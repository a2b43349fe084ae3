//! Particle background simulator.
//!
//! [`ParticleSystem`] owns the field, the viewport it lives in, the current
//! theme and the random source used to sample new fields. It is driven from
//! the outside: the host calls [`ParticleSystem::resize`] whenever the
//! viewport changes and [`ParticleSystem::step`] once per animation frame.
//! Nothing here schedules frames, so a test can single-step it.

use crate::constants::*;
use crate::particles::ParticleField;
use crate::surface::{backing_size, effective_dpr, BackingSize, Glow, Rgba, Stroke, Surface};
use crate::theme::Theme;
use glam::Vec2;
use rand::rngs::StdRng;
use rand::Rng;

pub struct ParticleSystem<R: Rng = StdRng> {
    field: ParticleField,
    width: f32,
    height: f32,
    dpr: f64,
    theme: Theme,
    rng: R,
}

impl<R: Rng> ParticleSystem<R> {
    /// Empty system; call [`resize`](Self::resize) before the first frame.
    pub fn new(rng: R) -> Self {
        Self {
            field: ParticleField::default(),
            width: 0.0,
            height: 0.0,
            dpr: 1.0,
            theme: Theme::default(),
            rng,
        }
    }

    #[inline]
    pub fn field(&self) -> &ParticleField {
        &self.field
    }

    #[inline]
    pub fn size(&self) -> (f32, f32) {
        (self.width, self.height)
    }

    #[inline]
    pub fn dpr(&self) -> f64 {
        self.dpr
    }

    #[inline]
    pub fn theme(&self) -> Theme {
        self.theme
    }

    #[inline]
    pub fn set_theme(&mut self, theme: Theme) {
        self.theme = theme;
    }

    /// Replace the field with a fresh sample for a `width × height` viewport.
    pub fn init_particles(&mut self, width: f32, height: f32) {
        self.width = width;
        self.height = height;
        self.field = ParticleField::generate(&mut self.rng, width, height);
    }

    /// Adopt a new viewport: rescale the surface, then resample the field.
    ///
    /// Returns the backing buffer size handed to the surface.
    pub fn resize<S: Surface + ?Sized>(
        &mut self,
        surface: &mut S,
        width: f32,
        height: f32,
        device_pixel_ratio: f64,
    ) -> BackingSize {
        self.dpr = effective_dpr(device_pixel_ratio);
        let backing = backing_size(width, height, self.dpr);
        surface.resize(width, height, backing, self.dpr);
        self.init_particles(width, height);
        log::debug!(
            "[particles] resize {}x{} dpr={} -> {} particles",
            width,
            height,
            self.dpr,
            self.field.len()
        );
        backing
    }

    /// Advance one frame and draw it.
    pub fn step<S: Surface + ?Sized>(&mut self, surface: &mut S) {
        let (w, h) = (self.width, self.height);
        surface.clear(w, h);
        self.draw_grid(surface);
        self.field.advance(w, h);
        self.draw_links(surface);
        self.draw_particles(surface);
    }

    fn draw_grid<S: Surface + ?Sized>(&self, surface: &mut S) {
        let color = match self.theme {
            Theme::Light => Rgba(GRID_RGBA_LIGHT),
            Theme::Dark => Rgba(GRID_RGBA_DARK),
        };
        let stroke = Stroke::Solid {
            color,
            global_alpha: GRID_GLOBAL_ALPHA,
        };
        let (w, h) = (self.width, self.height);
        let segments: Vec<(Vec2, Vec2)> = grid_offsets(w)
            .map(|x| (Vec2::new(x, 0.0), Vec2::new(x, h)))
            .chain(grid_offsets(h).map(|y| (Vec2::new(0.0, y), Vec2::new(w, y))))
            .collect();
        if !segments.is_empty() {
            surface.stroke_lines(&segments, stroke);
        }
    }

    fn draw_links<S: Surface + ?Sized>(&self, surface: &mut S) {
        let ps = self.field.particles();
        for link in self.field.links(self.theme) {
            let (a, b) = (&ps[link.a], &ps[link.b]);
            let stroke = Stroke::Gradient {
                start: a.hue.hsla(LINE_LIGHTNESS, link.alpha),
                end: b.hue.hsla(LINE_LIGHTNESS, link.alpha),
            };
            surface.stroke_line(a.position, b.position, stroke);
        }
    }

    fn draw_particles<S: Surface + ?Sized>(&self, surface: &mut S) {
        for p in self.field.particles() {
            let glow = Glow {
                color: p.hue.hsla(GLOW_LIGHTNESS, p.alpha),
                fill_radius: p.radius * GLOW_FILL_SCALE,
                fade_radius: p.radius * GLOW_FADE_SCALE,
            };
            surface.fill_glow(p.position, glow);
        }
    }
}

// 0, 28, 56, ... strictly below `extent`
fn grid_offsets(extent: f32) -> impl Iterator<Item = f32> {
    (0u32..)
        .map(|i| i as f32 * GRID_SPACING)
        .take_while(move |v| *v < extent)
}

#[cfg(test)]
mod tests {
    use super::*;
    use crate::particles::{Hue, Particle};
    use rand::SeedableRng;

    #[derive(Debug, PartialEq)]
    enum Op {
        Resize(BackingSize, f64),
        Clear(f32, f32),
        Line(Vec2, Vec2, Stroke),
        Glow(Vec2, Glow),
    }

    #[derive(Default)]
    struct Recorder(Vec<Op>);

    impl Surface for Recorder {
        fn resize(&mut self, _w: f32, _h: f32, backing: BackingSize, scale: f64) {
            self.0.push(Op::Resize(backing, scale));
        }
        fn clear(&mut self, width: f32, height: f32) {
            self.0.push(Op::Clear(width, height));
        }
        fn stroke_line(&mut self, from: Vec2, to: Vec2, stroke: Stroke) {
            self.0.push(Op::Line(from, to, stroke));
        }
        fn fill_glow(&mut self, center: Vec2, glow: Glow) {
            self.0.push(Op::Glow(center, glow));
        }
    }

    impl Recorder {
        fn gradient_lines(&self) -> Vec<(Vec2, Vec2, Stroke)> {
            self.0
                .iter()
                .filter_map(|op| match op {
                    Op::Line(a, b, s @ Stroke::Gradient { .. }) => Some((*a, *b, *s)),
                    _ => None,
                })
                .collect()
        }
    }

    fn system() -> ParticleSystem {
        ParticleSystem::new(StdRng::seed_from_u64(42))
    }

    #[test]
    fn resize_scales_surface_and_resamples() {
        let mut sys = system();
        let mut rec = Recorder::default();
        let backing = sys.resize(&mut rec, 1000.0, 700.0, 3.0);
        assert_eq!(backing, BackingSize { width: 2000, height: 1400 });
        assert_eq!(rec.0, vec![Op::Resize(backing, 2.0)]);
        assert_eq!(sys.field().len(), 50);
        assert_eq!(sys.size(), (1000.0, 700.0));
    }

    #[test]
    fn resize_to_same_size_keeps_count_but_resamples() {
        let mut sys = system();
        let mut rec = Recorder::default();
        sys.resize(&mut rec, 1000.0, 700.0, 1.0);
        let first = sys.field().particles().to_vec();
        sys.resize(&mut rec, 1000.0, 700.0, 1.0);
        assert_eq!(sys.field().len(), first.len());
        assert_ne!(sys.field().particles(), first.as_slice());
    }

    #[test]
    fn empty_field_step_draws_only_grid() {
        let mut sys = system();
        let mut rec = Recorder::default();
        sys.resize(&mut rec, 100.0, 100.0, 1.0);
        rec.0.clear();
        sys.step(&mut rec);
        assert_eq!(rec.0[0], Op::Clear(100.0, 100.0));
        // x and y at 0, 28, 56, 84
        let lines = rec.0.iter().filter(|op| matches!(op, Op::Line(..))).count();
        assert_eq!(lines, 8);
        assert!(!rec.0.iter().any(|op| matches!(op, Op::Glow(..))));
    }

    #[test]
    fn grid_color_follows_theme() {
        let mut sys = system();
        let mut rec = Recorder::default();
        sys.resize(&mut rec, 50.0, 50.0, 1.0);
        sys.set_theme(Theme::Light);
        rec.0.clear();
        sys.step(&mut rec);
        match &rec.0[1] {
            Op::Line(_, _, Stroke::Solid { color, global_alpha }) => {
                assert_eq!(*color, Rgba(GRID_RGBA_LIGHT));
                assert_eq!(*global_alpha, GRID_GLOBAL_ALPHA);
            }
            other => panic!("expected grid line, got {:?}", other),
        }
    }

    #[test]
    fn step_draws_links_with_endpoint_hues() {
        let mut sys = system();
        let mut rec = Recorder::default();
        sys.resize(&mut rec, 400.0, 400.0, 1.0);
        sys.field = ParticleField::from_particles(vec![
            Particle {
                position: Vec2::new(0.0, 0.0),
                velocity: Vec2::ZERO,
                radius: 1.0,
                hue: Hue::Cool,
                alpha: 0.5,
            },
            Particle {
                position: Vec2::new(50.0, 0.0),
                velocity: Vec2::ZERO,
                radius: 2.0,
                hue: Hue::Warm,
                alpha: 0.8,
            },
        ]);
        rec.0.clear();
        sys.step(&mut rec);

        let links = rec.gradient_lines();
        assert_eq!(links.len(), 1);
        let (from, to, stroke) = links[0];
        assert_eq!(from, Vec2::new(0.0, 0.0));
        assert_eq!(to, Vec2::new(50.0, 0.0));
        match stroke {
            Stroke::Gradient { start, end } => {
                assert_eq!(start.hue, COOL_HUE);
                assert_eq!(end.hue, WARM_HUE);
                assert_eq!(start.lightness, LINE_LIGHTNESS);
                assert!((start.alpha - 0.2042).abs() < 1e-4);
            }
            _ => unreachable!(),
        }

        let glows: Vec<_> = rec
            .0
            .iter()
            .filter_map(|op| match op {
                Op::Glow(c, g) => Some((*c, *g)),
                _ => None,
            })
            .collect();
        assert_eq!(glows.len(), 2);
        assert_eq!(glows[1].1.fill_radius, 4.0);
        assert_eq!(glows[1].1.fade_radius, 10.0);
        assert_eq!(glows[1].1.color.lightness, GLOW_LIGHTNESS);
        assert_eq!(glows[1].1.color.alpha, 0.8);
    }

    #[test]
    fn draw_order_is_clear_grid_links_glows() {
        let mut sys = system();
        let mut rec = Recorder::default();
        sys.resize(&mut rec, 1000.0, 700.0, 1.0);
        rec.0.clear();
        sys.step(&mut rec);
        let rank = |op: &Op| match op {
            Op::Resize(..) => 0,
            Op::Clear(..) => 1,
            Op::Line(_, _, Stroke::Solid { .. }) => 2,
            Op::Line(_, _, Stroke::Gradient { .. }) => 3,
            Op::Glow(..) => 4,
        };
        let ranks: Vec<_> = rec.0.iter().map(rank).collect();
        assert!(ranks.windows(2).all(|w| w[0] <= w[1]));
        assert_eq!(ranks.iter().filter(|r| **r == 4).count(), 50);
    }

    #[derive(Default)]
    struct Batches(Vec<(usize, Stroke)>);

    impl Surface for Batches {
        fn resize(&mut self, _w: f32, _h: f32, _backing: BackingSize, _scale: f64) {}
        fn clear(&mut self, _width: f32, _height: f32) {}
        fn stroke_line(&mut self, _from: Vec2, _to: Vec2, stroke: Stroke) {
            self.0.push((1, stroke));
        }
        fn stroke_lines(&mut self, segments: &[(Vec2, Vec2)], stroke: Stroke) {
            self.0.push((segments.len(), stroke));
        }
        fn fill_glow(&mut self, _center: Vec2, _glow: Glow) {}
    }

    #[test]
    fn grid_is_stroked_as_one_batch() {
        let mut sys = system();
        let mut surface = Batches::default();
        sys.resize(&mut surface, 100.0, 100.0, 1.0);
        sys.step(&mut surface);
        assert_eq!(surface.0.len(), 1);
        let (count, stroke) = surface.0[0];
        assert_eq!(count, 8);
        assert!(matches!(stroke, Stroke::Solid { .. }));

        surface.0.clear();
        sys.resize(&mut surface, 0.0, 0.0, 1.0);
        sys.step(&mut surface);
        assert!(surface.0.is_empty());
    }

    #[test]
    fn step_integrates_every_particle_once() {
        let mut sys = system();
        let mut rec = Recorder::default();
        sys.resize(&mut rec, 1000.0, 700.0, 1.0);
        let before = sys.field().particles().to_vec();
        sys.step(&mut rec);
        for (old, new) in before.iter().zip(sys.field().particles()) {
            assert_eq!(new.position, old.position + old.velocity);
            assert_eq!(new.velocity.x.abs(), old.velocity.x.abs());
            assert_eq!(new.velocity.y.abs(), old.velocity.y.abs());
        }
    }
}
------
▸ **Try it**: Set down the lines of the records exactly, from the first one through the line containing "pub fn init_particles(&mut", and add nothing else.

▸ **Worked solution**:
repository a2b43349fe084ae3
//! Particle background simulator.
//!
//! [`ParticleSystem`] owns the field, the viewport it lives in, the current
//! theme and the random source used to sample new fields. It is driven from
//! the outside: the host calls [`ParticleSystem::resize`] whenever the
//! viewport changes and [`ParticleSystem::step`] once per animation frame.
//! Nothing here schedules frames, so a test can single-step it.

use crate::constants::*;
use crate::particles::ParticleField;
use crate::surface::{backing_size, effective_dpr, BackingSize, Glow, Rgba, Stroke, Surface};
use crate::theme::Theme;
use glam::Vec2;
use rand::rngs::StdRng;
use rand::Rng;

pub struct ParticleSystem<R: Rng = StdRng> {
    field: ParticleField,
    width: f32,
    height: f32,
    dpr: f64,
    theme: Theme,
    rng: R,
}

impl<R: Rng> ParticleSystem<R> {
    /// Empty system; call [`resize`](Self::resize) before the first frame.
    pub fn new(rng: R) -> Self {
        Self {
            field: ParticleField::default(),
            width: 0.0,
            height: 0.0,
            dpr: 1.0,
            theme: Theme::default(),
            rng,
        }
    }

    #[inline]
    pub fn field(&self) -> &ParticleField {
        &self.field
    }

    #[inline]
    pub fn size(&self) -> (f32, f32) {
        (self.width, self.height)
    }

    #[inline]
    pub fn dpr(&self) -> f64 {
        self.dpr
    }

    #[inline]
    pub fn theme(&self) -> Theme {
        self.theme
    }

    #[inline]
    pub fn set_theme(&mut self, theme: Theme) {
        self.theme = theme;
    }

    /// Replace the field with a fresh sample for a `width × height` viewport.
    pub fn init_particles(&mut self, width: f32, height: f32) {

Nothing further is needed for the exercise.